I could not help myself. It was unthinkable to me that you could put someone in freezing cold water in the fall and leave them like that for three hours.

He stopped and looked at me, taken aback by my tone. Before I had time to think about it, I raised my hand to cover the bruise and was suddenly conscious of how I must appear to him, with my too-small jacket and my bashed-about face.

‘I know it may seem harsh to the untrained spectator,’ he said, ‘but believe me it works ninety-nine per cent of the time. She’ll be as meek as a newborn lamb after this, I assure you. And I’d go so far as to wager that after another three or four such treatments there will be no more violent fits. We will have her under control.’

‘You mean she will be cured?’

He pursed his lips and moved his head from side to side, weighing up his reply. ‘Well, not exactly. Not as you probably mean.’ He began walking again, but this time slowly, as though the need to choose his words carefully forced him to slacken his pace. ‘We must be sure of our terms here, Shepherd. Now, she will not be cured in the sense that she can be released and live a normal and productive life. Immersing her in cold water will not repair a damaged brain. So from that point of view, no, not cured. But think of what madness involves. Who is most inconvenienced by mental affliction?’

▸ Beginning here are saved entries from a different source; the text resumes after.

//! Синхронный пул воркер-потоков с общей FIFO-очередью задач
//!
//! # Features
//! - Фиксированное число персистентных OS-потоков
//! - Детерминированный старт: конструктор ждет регистрации всех воркеров
//! - Graceful shutdown с выработкой очереди и немедленный stop
//! - Перехват паник в handle задачи, пул не падает
//! - Метрики пула и блокирующий JoinHandle с timeout
//! - Конфигурация для CPU-bound и I/O-bound workloads

pub mod errors;
pub mod handle;
pub mod model;
pub mod pool;
pub mod result;

pub use errors::PoolError;
pub use handle::{join_handles, JoinHandle};
pub use model::PoolMetrics;
pub use pool::{Config, ThreadPool};
pub use result::PoolResult;
// Team building: budget-constrained driver and constructor selection.

pub mod selection;

pub use selection::{SelectedConstructor, SelectedDriver, SelectionError, TeamSelection};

‘Why, the sufferer, of course.’

‘Not so, or rather not necessarily so. Often the patient is in a world of her own, living a fantasy existence, in a complete fog, and does not even know where she is or that the mental confusion she feels is not the normal state of all mankind. No, in many – I would even go so far as to say most – cases, it is the people around her who endure far more hardship. The family whose life is disrupted. The children who are forced to put up with bouts of abuse and violence. The poor husband whose wife tries to hurt him or turns the home into a place of fear. The parents who are too old to restrain a daughter undergoing a violent episode. And, not least, us, the doctors and attendants whose duty it is to care for these unfortunate beings. So not a cure for the patient, but one for everyone else, whose lives are made better because the illness is being managed.’

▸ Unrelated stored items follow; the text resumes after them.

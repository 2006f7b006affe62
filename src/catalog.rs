// Reference-data catalog: the immutable driver and constructor lists.
//
// Reads two CSV files (drivers with a constructor affiliation column,
// constructors on their own) into an in-memory catalog. Prices are parsed
// through Decimal and must carry at most one decimal place. The catalog is
// loaded once and never mutated; selection code only ever borrows it.

use std::collections::HashSet;
use std::path::Path;

use rust_decimal::Decimal;
use serde::Deserialize;
use tracing::warn;

use crate::money::Amount;

// ---------------------------------------------------------------------------
// Public types
// ---------------------------------------------------------------------------

/// A driver available for selection.
#[derive(Debug, Clone, PartialEq, Eq)]
pub struct Driver {
    pub id: String,
    pub name: String,
    pub price: Amount,
    /// Constructor affiliation, for display grouping only.
    pub constructor: String,
}

/// A constructor available for selection.
#[derive(Debug, Clone, PartialEq, Eq)]
pub struct Constructor {
    pub id: String,
    pub name: String,
    pub price: Amount,
}

/// The full reference catalog handed to the selection operations.
#[derive(Debug, Clone)]
pub struct Catalog {
    drivers: Vec<Driver>,
    constructors: Vec<Constructor>,
}

// ---------------------------------------------------------------------------
// Error type
// ---------------------------------------------------------------------------

#[derive(Debug, thiserror::Error)]
pub enum CatalogError {
    #[error("failed to read file {path}: {source}")]
    Io {
        path: String,
        source: std::io::Error,
    },

    #[error("CSV error in {path}: {source}")]
    Csv { path: String, source: csv::Error },

    #[error("validation error: {0}")]
    Validation(String),
}

// ---------------------------------------------------------------------------
// Raw CSV serde structs (private)
// ---------------------------------------------------------------------------

/// Driver CSV row. Extra columns (nationality, car number, ...) are absorbed
/// via `#[serde(flatten)]` and ignored.
#[derive(Debug, Deserialize)]
struct RawDriverRow {
    id: String,
    name: String,
    price: Decimal,
    #[serde(alias = "team")]
    constructor: String,
    #[serde(flatten)]
    _extra: std::collections::HashMap<String, serde_json::Value>,
}

/// Constructor CSV row.
#[derive(Debug, Deserialize)]
struct RawConstructorRow {
    id: String,
    name: String,
    price: Decimal,
    #[serde(flatten)]
    _extra: std::collections::HashMap<String, serde_json::Value>,
}

// ---------------------------------------------------------------------------
// Loading and validation
// ---------------------------------------------------------------------------

impl Catalog {
    /// Build a catalog from already-constructed entries, validating the
    /// reference-data contract: non-empty unique ids and non-negative prices.
    pub fn new(drivers: Vec<Driver>, constructors: Vec<Constructor>) -> Result<Self, CatalogError> {
        let mut driver_ids = HashSet::new();
        for driver in &drivers {
            if driver.id.is_empty() {
                return Err(CatalogError::Validation(format!(
                    "driver '{}' has an empty id",
                    driver.name
                )));
            }
            if !driver_ids.insert(driver.id.as_str()) {
                return Err(CatalogError::Validation(format!(
                    "duplicate driver id: {}",
                    driver.id
                )));
            }
            if driver.price.is_negative() {
                return Err(CatalogError::Validation(format!(
                    "driver {} has negative price {}",
                    driver.id, driver.price
                )));
            }
        }

        let mut constructor_ids = HashSet::new();
        for constructor in &constructors {
            if constructor.id.is_empty() {
                return Err(CatalogError::Validation(format!(
                    "constructor '{}' has an empty id",
                    constructor.name
                )));
            }
            if !constructor_ids.insert(constructor.id.as_str()) {
                return Err(CatalogError::Validation(format!(
                    "duplicate constructor id: {}",
                    constructor.id
                )));
            }
            if constructor.price.is_negative() {
                return Err(CatalogError::Validation(format!(
                    "constructor {} has negative price {}",
                    constructor.id, constructor.price
                )));
            }
        }

        // Affiliation is display-only, so an unknown constructor id on a
        // driver is tolerated rather than rejected.
        for driver in &drivers {
            if !constructor_ids.contains(driver.constructor.as_str()) {
                warn!(
                    "driver {} references unknown constructor '{}'",
                    driver.id, driver.constructor
                );
            }
        }

        Ok(Catalog {
            drivers,
            constructors,
        })
    }

    /// Load the catalog from the drivers and constructors CSV files.
    pub fn load(
        drivers_path: impl AsRef<Path>,
        constructors_path: impl AsRef<Path>,
    ) -> Result<Self, CatalogError> {
        let drivers = read_drivers(drivers_path.as_ref())?;
        let constructors = read_constructors(constructors_path.as_ref())?;
        Catalog::new(drivers, constructors)
    }

    /// Look up a driver by id.
    pub fn driver(&self, id: &str) -> Option<&Driver> {
        self.drivers.iter().find(|d| d.id == id)
    }

    /// Look up a constructor by id.
    pub fn constructor(&self, id: &str) -> Option<&Constructor> {
        self.constructors.iter().find(|c| c.id == id)
    }

    pub fn drivers(&self) -> &[Driver] {
        &self.drivers
    }

    pub fn constructors(&self) -> &[Constructor] {
        &self.constructors
    }
}

fn read_drivers(path: &Path) -> Result<Vec<Driver>, CatalogError> {
    let display = path.display().to_string();
    let file = std::fs::File::open(path).map_err(|e| CatalogError::Io {
        path: display.clone(),
        source: e,
    })?;
    let mut reader = csv::Reader::from_reader(file);

    let mut drivers = Vec::new();
    for row in reader.deserialize::<RawDriverRow>() {
        let row = row.map_err(|e| CatalogError::Csv {
            path: display.clone(),
            source: e,
        })?;
        let price = Amount::try_from(row.price)
            .map_err(|e| CatalogError::Validation(format!("driver {}: {e}", row.id)))?;
        drivers.push(Driver {
            id: row.id,
            name: row.name,
            price,
            constructor: row.constructor,
        });
    }
    Ok(drivers)
}

fn read_constructors(path: &Path) -> Result<Vec<Constructor>, CatalogError> {
    let display = path.display().to_string();
    let file = std::fs::File::open(path).map_err(|e| CatalogError::Io {
        path: display.clone(),
        source: e,
    })?;
    let mut reader = csv::Reader::from_reader(file);

    let mut constructors = Vec::new();
    for row in reader.deserialize::<RawConstructorRow>() {
        let row = row.map_err(|e| CatalogError::Csv {
            path: display.clone(),
            source: e,
        })?;
        let price = Amount::try_from(row.price)
            .map_err(|e| CatalogError::Validation(format!("constructor {}: {e}", row.id)))?;
        constructors.push(Constructor {
            id: row.id,
            name: row.name,
            price,
        });
    }
    Ok(constructors)
}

We continued walking in silence for a minute or so.

‘So the patient can never resume her place in society, then?’ I asked at last.

‘I would not say never, no. After a period of restraint, of being shown again and again that making a nuisance or herself will gain her nothing, a patient will often become subdued. It is the same process as training an animal. The fear of more treatment leads to compliance. In the best cases it becomes the normal habit. Oh, I know some may not like to admit it, but it’s a tried and tested regimen. It worked for King George III of England, you know. He went mad, but after a course of such treatment the merest hint of restraint would cool his intemperance and he was able to take up the reins of government again for another twenty years.’

2

After our visit to the hydrotherapy room, Morgan took me on a brief tour of the institution. We began on the second floor, where the dormitories were arranged along a long corridor that must have run a good deal of the length of the building. Most of the women slept in large rooms accommodating twenty or so beds, although some were in smaller rooms, and a few were in isolation.

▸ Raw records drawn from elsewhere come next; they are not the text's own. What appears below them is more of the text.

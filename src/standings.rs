// League standings: aggregate scored races into a ranked table.

use std::collections::HashMap;

use serde::{Deserialize, Serialize};

use crate::prediction::ScoreBreakdown;

/// One user's line in the standings table.
#[derive(Debug, Clone, PartialEq, Eq, Serialize, Deserialize)]
pub struct StandingsEntry {
    pub user: String,
    pub points: u32,
    pub correct_predictions: u32,
}

/// Aggregate per-race score breakdowns into a standings table.
///
/// A user may appear once per scored race; their points and correct-slot
/// counts accumulate. Ordering is deterministic: points descending, then
/// correct predictions descending, then user name ascending.
pub fn compute_standings<'a, I>(rows: I) -> Vec<StandingsEntry>
where
    I: IntoIterator<Item = (&'a str, &'a ScoreBreakdown)>,
{
    let mut totals: HashMap<String, (u32, u32)> = HashMap::new();
    for (user, breakdown) in rows {
        let entry = totals.entry(user.to_string()).or_default();
        entry.0 += breakdown.total;
        entry.1 += breakdown.correct_count();
    }

    let mut table: Vec<StandingsEntry> = totals
        .into_iter()
        .map(|(user, (points, correct_predictions))| StandingsEntry {
            user,
            points,
            correct_predictions,
        })
        .collect();

    table.sort_by(|a, b| {
        b.points
            .cmp(&a.points)
            .then(b.correct_predictions.cmp(&a.correct_predictions))
            .then(a.user.cmp(&b.user))
    });

    table
}
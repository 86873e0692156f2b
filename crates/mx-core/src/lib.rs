//! # mx-core
//!
//! Core types shared by the microx crates:
//! - the error taxonomy ([`Error`], [`Result`]) used by every estimator,
//!   variance routine and specification test;
//! - serialisable summary records ([`CoefRecord`], [`CoefTable`]) consumed by
//!   presentation layers.

#![warn(missing_docs)]
#![warn(clippy::all)]

pub mod error;
pub mod types;

pub use error::{Error, Result};
pub use types::{CoefRecord, CoefTable};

‘It may be that they are violent or that there is something about them, some habit or tic that is a nuisance to others that makes them a victim of violence, or simply that they continually make a racket and keep everyone else awake,’ Morgan explained. ‘We try to keep things as peaceful as possible.’

Each sleeping area had a room nearby where two attendants alternately slept and kept watch. ‘Is this to prevent the patients escaping?’ I asked.

‘Escaping? Escaping?’ He looked askance at me. ‘Good God, man, they cannot escape, because in order to do so they would first have to be prisoners. They are not; they are patients . They do not escape; they abscond. Or would do if we were to let them. Anyway, the sleeping quarters are locked at night so they cannot wander.’